What about building God’s platform? (After all, He has a pretty well established platform already, and since He has an “in” on who to reach when, He takes the place of every expert, consultant, and marketing executive you need. Or, He’ll lead you to those people in His timing.) And that brings up another side of the argument: if we’re in ministry to glorify God, we can only have impact for Him if we put forth effort and build the ministry. We say we’re not doing it for ourselves; we’re doing it for Him. I’m not saying that’s not a possibility, but I think we rationalize what we’re doing a lot more often than is actually true.
Perhaps you’re not involved in a personal ministry. Consider other things that call attention to yourself: the way you dress, the car you drive, where you live, where you shop, the gifts and donations you give, the awards you win, the letters behind your name, the relationships you have. Maybe your intent is not to call attention to yourself, but if that’s the end result, you may need to put yourself in check.
What happens when someone recognizes you for something you’ve done—how you lead a group, teach a lesson, serve people in need, write a blog, design graphics, paint pictures? Who gets the attention? It’s certainly not always a smooth transition to verbally glorify God with every accolade that comes your way, but our first thought needs to always be how we can point to God.

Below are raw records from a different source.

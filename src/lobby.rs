//! Lobby queries over cached player and game collections.
//!
//! The lobby answers the questions a client screen asks between
//! matches: who can I challenge, who has challenged me, and is there a
//! live match I should be in. All answers come synchronously from the
//! local mirrors; the store is only touched once, at construction.

use crate::cache::CollectionCache;
use crate::error::EngineError;
use crate::session::{Player, PlayerId, Session, SessionId, SessionState};
use crate::store::{Collection, DocumentStore};
use std::sync::Arc;
use tracing::{debug, instrument};

/// Client-side lobby state for one local player.
#[derive(Debug, Clone)]
pub struct LobbyView {
    local: PlayerId,
    players: CollectionCache<Player>,
    games: CollectionCache<Session>,
}

impl LobbyView {
    /// Builds a lobby view for `local`, seeding both mirrors.
    #[instrument(skip(store))]
    pub async fn new(store: &Arc<dyn DocumentStore>, local: PlayerId) -> Result<Self, EngineError> {
        let players = CollectionCache::new(store, Collection::Players).await?;
        let games = CollectionCache::new(store, Collection::Games).await?;
        debug!(local = %local, "Lobby view ready");
        Ok(Self {
            local,
            players,
            games,
        })
    }

    /// The local player's id.
    pub fn local(&self) -> &PlayerId {
        &self.local
    }

    /// The cached player mirror.
    pub fn players(&self) -> &CollectionCache<Player> {
        &self.players
    }

    /// The cached game mirror.
    pub fn games(&self) -> &CollectionCache<Session> {
        &self.games
    }

    /// The local player's display name, if already mirrored.
    pub fn player_name(&self, id: &str) -> Option<String> {
        self.players.get(id).map(|p| p.name().clone())
    }

    /// Challenges sent to the local player that still await an answer.
    pub fn incoming_invites(&self) -> Vec<(SessionId, Session)> {
        self.invites(|session, local| session.player_o() == local)
    }

    /// Challenges the local player has sent that still await an answer.
    pub fn outgoing_invites(&self) -> Vec<(SessionId, Session)> {
        self.invites(|session, local| session.player_x() == local)
    }

    fn invites(&self, side: impl Fn(&Session, &str) -> bool) -> Vec<(SessionId, Session)> {
        let mut invites: Vec<_> = self
            .games
            .snapshot()
            .into_iter()
            .filter(|(_, session)| {
                session.state() == SessionState::Invite && side(session, &self.local)
            })
            .collect();
        invites.sort_by(|(a, _), (b, _)| a.cmp(b));
        invites
    }

    /// A live match involving the local player, if one exists.
    ///
    /// A session counts as live once a turn is in progress; pending
    /// invites and finished matches do not.
    pub fn active_session(&self) -> Option<SessionId> {
        self.games
            .snapshot()
            .into_iter()
            .filter(|(_, session)| {
                matches!(session.state(), SessionState::Turn(_))
                    && session.is_participant(&self.local)
            })
            .map(|(id, _)| id)
            .min()
    }

    /// Every other player, challengers of the local player first, then
    /// by registration time.
    pub fn roster(&self) -> Vec<(PlayerId, Player)> {
        let challengers: Vec<PlayerId> = self
            .incoming_invites()
            .into_iter()
            .map(|(_, session)| session.player_x().clone())
            .collect();

        let mut roster: Vec<_> = self
            .players
            .snapshot()
            .into_iter()
            .filter(|(id, _)| *id != self.local)
            .collect();
        roster.sort_by(|(a_id, a), (b_id, b)| {
            let a_invited = challengers.contains(a_id);
            let b_invited = challengers.contains(b_id);
            b_invited
                .cmp(&a_invited)
                .then_with(|| a.created_at().cmp(b.created_at()))
                .then_with(|| a_id.cmp(b_id))
        });
        roster
    }
}
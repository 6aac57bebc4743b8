//! Gridmatch - two-player networked tic-tac-toe core.
//!
//! The crate owns the game-session state machine and turn-resolution
//! logic for a tic-tac-toe match played from two devices against a
//! shared document store.
//!
//! # Architecture
//!
//! - **Session engine**: validated intents (invite, accept/decline,
//!   move, resign, rematch) applied as read-modify-write transactions
//!   with optimistic concurrency.
//! - **Stats aggregator**: exactly-once win/loss/draw accounting per
//!   finished match, guarded by the session's `stats_applied` flag.
//! - **Document store**: external collaborator trait with an in-memory
//!   reference implementation for tests and demos.
//! - **Collection cache / lobby**: client-side mirrors fed by the
//!   store's snapshot stream.
//!
//! # Example
//!
//! ```no_run
//! use gridmatch::{MemoryStore, SessionEngine};
//! use std::sync::Arc;
//!
//! # async fn example() -> Result<(), gridmatch::EngineError> {
//! let engine = SessionEngine::new(Arc::new(MemoryStore::new()));
//!
//! let alice = engine.create_player("Alice").await?;
//! let bob = engine.create_player("Bob").await?;
//!
//! let game = engine.create_invite(&alice, &bob).await?;
//! engine.accept_invite(&game).await?;
//! engine.apply_move(&game, &alice, 4).await?;
//! # Ok(())
//! # }
//! ```

#![warn(missing_docs)]
#![forbid(unsafe_code)]

// Private module declarations
mod board;
mod cache;
mod engine;
mod error;
mod identity;
mod lobby;
mod session;
mod stats;
mod store;

// Crate-level exports - Board and outcome evaluation
pub use board::{BOARD_CELLS, Board, Cell, Mark, Verdict};

// Crate-level exports - Collection cache
pub use cache::CollectionCache;

// Crate-level exports - Session engine
pub use engine::SessionEngine;

// Crate-level exports - Errors
pub use error::EngineError;

// Crate-level exports - Local identity
pub use identity::{IdentityError, IdentityFile};

// Crate-level exports - Lobby queries
pub use lobby::LobbyView;

// Crate-level exports - Session records and state machine
pub use session::{Player, PlayerId, Session, SessionId, SessionState};

// Crate-level exports - Stats aggregation
pub use stats::{Outcome, PlayerStats, StatsAggregator};

// Crate-level exports - Document store
pub use store::{
    Collection, DocumentId, DocumentStore, MemoryStore, Snapshot, StoreError, Versioned,
};
//! Board representation and outcome evaluation for tic-tac-toe.

use crate::error::EngineError;
use serde::{Deserialize, Serialize};
use tracing::instrument;

/// Number of cells on the board.
pub const BOARD_CELLS: usize = 9;

/// A player's mark on the board.
///
/// `X` belongs to the challenger (player one) and always moves first;
/// `O` belongs to the invited opponent.
#[derive(Debug, Clone, Copy, PartialEq, Eq, Hash, Serialize, Deserialize)]
#[serde(rename_all = "lowercase")]
pub enum Mark {
    /// Player X (goes first).
    X,
    /// Player O (goes second).
    O,
}

impl Mark {
    /// Returns the opposing mark.
    pub fn opponent(self) -> Self {
        match self {
            Mark::X => Mark::O,
            Mark::O => Mark::X,
        }
    }
}

impl std::fmt::Display for Mark {
    fn fmt(&self, f: &mut std::fmt::Formatter<'_>) -> std::fmt::Result {
        match self {
            Mark::X => write!(f, "X"),
            Mark::O => write!(f, "O"),
        }
    }
}

/// A single cell on the board.
#[derive(Debug, Clone, Copy, PartialEq, Eq, Default, Serialize, Deserialize)]
#[serde(rename_all = "lowercase")]
pub enum Cell {
    /// No mark placed yet.
    #[default]
    Empty,
    /// Cell claimed by a mark. Cells never revert to empty within a match.
    Taken(Mark),
}

/// Result of evaluating a board for an outcome.
#[derive(Debug, Clone, Copy, PartialEq, Eq, Serialize, Deserialize)]
#[serde(rename_all = "snake_case")]
pub enum Verdict {
    /// No winning line and at least one empty cell remains.
    InProgress,
    /// A line of three matching marks exists.
    Won(Mark),
    /// Board is full with no winning line.
    Draw,
}

/// The eight winning lines, scanned rows first, then columns, then
/// diagonals. A legal board has at most one winning mark, so the scan
/// order only determines which line is found, not who wins.
const LINES: [[usize; 3]; 8] = [
    // Rows
    [0, 1, 2],
    [3, 4, 5],
    [6, 7, 8],
    // Columns
    [0, 3, 6],
    [1, 4, 7],
    [2, 5, 8],
    // Diagonals
    [0, 4, 8],
    [2, 4, 6],
];

/// 3x3 tic-tac-toe board, cells in row-major order.
#[derive(Debug, Clone, PartialEq, Eq, Serialize, Deserialize)]
pub struct Board {
    cells: [Cell; BOARD_CELLS],
}

impl Board {
    /// Creates a new empty board.
    pub fn new() -> Self {
        Self {
            cells: [Cell::Empty; BOARD_CELLS],
        }
    }

    /// Gets the cell at the given index (0-8).
    pub fn get(&self, index: usize) -> Option<Cell> {
        self.cells.get(index).copied()
    }

    /// Checks whether the cell at the given index is empty.
    pub fn is_vacant(&self, index: usize) -> bool {
        matches!(self.get(index), Some(Cell::Empty))
    }

    /// Checks whether every cell holds a mark.
    pub fn is_full(&self) -> bool {
        self.cells.iter().all(|c| *c != Cell::Empty)
    }

    /// Returns all cells as a slice.
    pub fn cells(&self) -> &[Cell; BOARD_CELLS] {
        &self.cells
    }

    /// Places a mark in an empty cell.
    ///
    /// # Errors
    ///
    /// Returns [`EngineError::InvalidCell`] if the index is out of range
    /// or the cell is already taken.
    #[instrument(skip(self))]
    pub fn place(&mut self, index: usize, mark: Mark) -> Result<(), EngineError> {
        if !self.is_vacant(index) {
            return Err(EngineError::InvalidCell { cell: index });
        }
        self.cells[index] = Cell::Taken(mark);
        Ok(())
    }

    /// Evaluates the board for a winner or draw.
    ///
    /// Scans the eight lines in the fixed order of [`LINES`] and returns
    /// the mark of the first fully-matching line, `Draw` if the board is
    /// full without one, or `InProgress` otherwise.
    #[instrument(skip(self))]
    pub fn verdict(&self) -> Verdict {
        for [a, b, c] in LINES {
            if let Cell::Taken(mark) = self.cells[a] {
                if self.cells[b] == Cell::Taken(mark) && self.cells[c] == Cell::Taken(mark) {
                    return Verdict::Won(mark);
                }
            }
        }

        if self.is_full() {
            Verdict::Draw
        } else {
            Verdict::InProgress
        }
    }

    /// Formats the board as a human-readable grid.
    pub fn display(&self) -> String {
        let mut out = String::new();
        for row in 0..3 {
            for col in 0..3 {
                let symbol = match self.cells[row * 3 + col] {
                    Cell::Empty => ".".to_string(),
                    Cell::Taken(mark) => mark.to_string(),
                };
                out.push_str(&symbol);
                if col < 2 {
                    out.push('|');
                }
            }
            if row < 2 {
                out.push_str("\n-+-+-\n");
            }
        }
        out
    }
}

impl Default for Board {
    fn default() -> Self {
        Self::new()
    }
}

#[cfg(test)]
mod tests {
    use super::*;

    fn board_from(marks: [u8; 9]) -> Board {
        let mut board = Board::new();
        for (i, m) in marks.iter().enumerate() {
            match m {
                1 => board.place(i, Mark::X).unwrap(),
                2 => board.place(i, Mark::O).unwrap(),
                _ => {}
            }
        }
        board
    }

    #[test]
    fn empty_board_in_progress() {
        assert_eq!(Board::new().verdict(), Verdict::InProgress);
    }

    #[test]
    fn top_row_wins_for_x() {
        let board = board_from([1, 1, 1, 0, 0, 0, 0, 0, 0]);
        assert_eq!(board.verdict(), Verdict::Won(Mark::X));
    }

    #[test]
    fn column_wins_for_o() {
        let board = board_from([2, 1, 1, 2, 0, 0, 2, 0, 1]);
        assert_eq!(board.verdict(), Verdict::Won(Mark::O));
    }

    #[test]
    fn anti_diagonal_wins() {
        let board = board_from([1, 1, 2, 0, 2, 0, 2, 0, 1]);
        assert_eq!(board.verdict(), Verdict::Won(Mark::O));
    }

    #[test]
    fn full_board_without_line_is_draw() {
        let board = board_from([1, 2, 1, 2, 1, 2, 2, 1, 2]);
        assert_eq!(board.verdict(), Verdict::Draw);
    }

    #[test]
    fn incomplete_line_is_in_progress() {
        let board = board_from([1, 1, 0, 2, 2, 0, 0, 0, 0]);
        assert_eq!(board.verdict(), Verdict::InProgress);
    }

    #[test]
    fn place_rejects_occupied_cell() {
        let mut board = Board::new();
        board.place(4, Mark::X).unwrap();
        let err = board.place(4, Mark::O).unwrap_err();
        assert_eq!(err, EngineError::InvalidCell { cell: 4 });
        assert_eq!(board.get(4), Some(Cell::Taken(Mark::X)));
    }

    #[test]
    fn place_rejects_out_of_range() {
        let mut board = Board::new();
        assert!(board.place(9, Mark::X).is_err());
        assert_eq!(board.cells().len(), 9);
    }
}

First, we need to ask for God’s guidance about whether or not we’re supposed to be on the stage in the first place. Don’t assume you know. And just because He guides you on or off it once doesn’t mean the next time will yield the same direction. After following His guidance along the way, you’ll need to be obedient once again as you honor God not only through the process but through any recognition you receive. The intent of the hypocrites was to be seen. That’s not always your intent. God knows, and He will work in your life every step of the way.
But you have to yield to Him…every step of the way.
Dear God, convict me of the times I do anything in front of others for personal attention. I want to glorify You in everything I do, so guide me in my humility. Give me the boldness to step up for You but to step back for myself.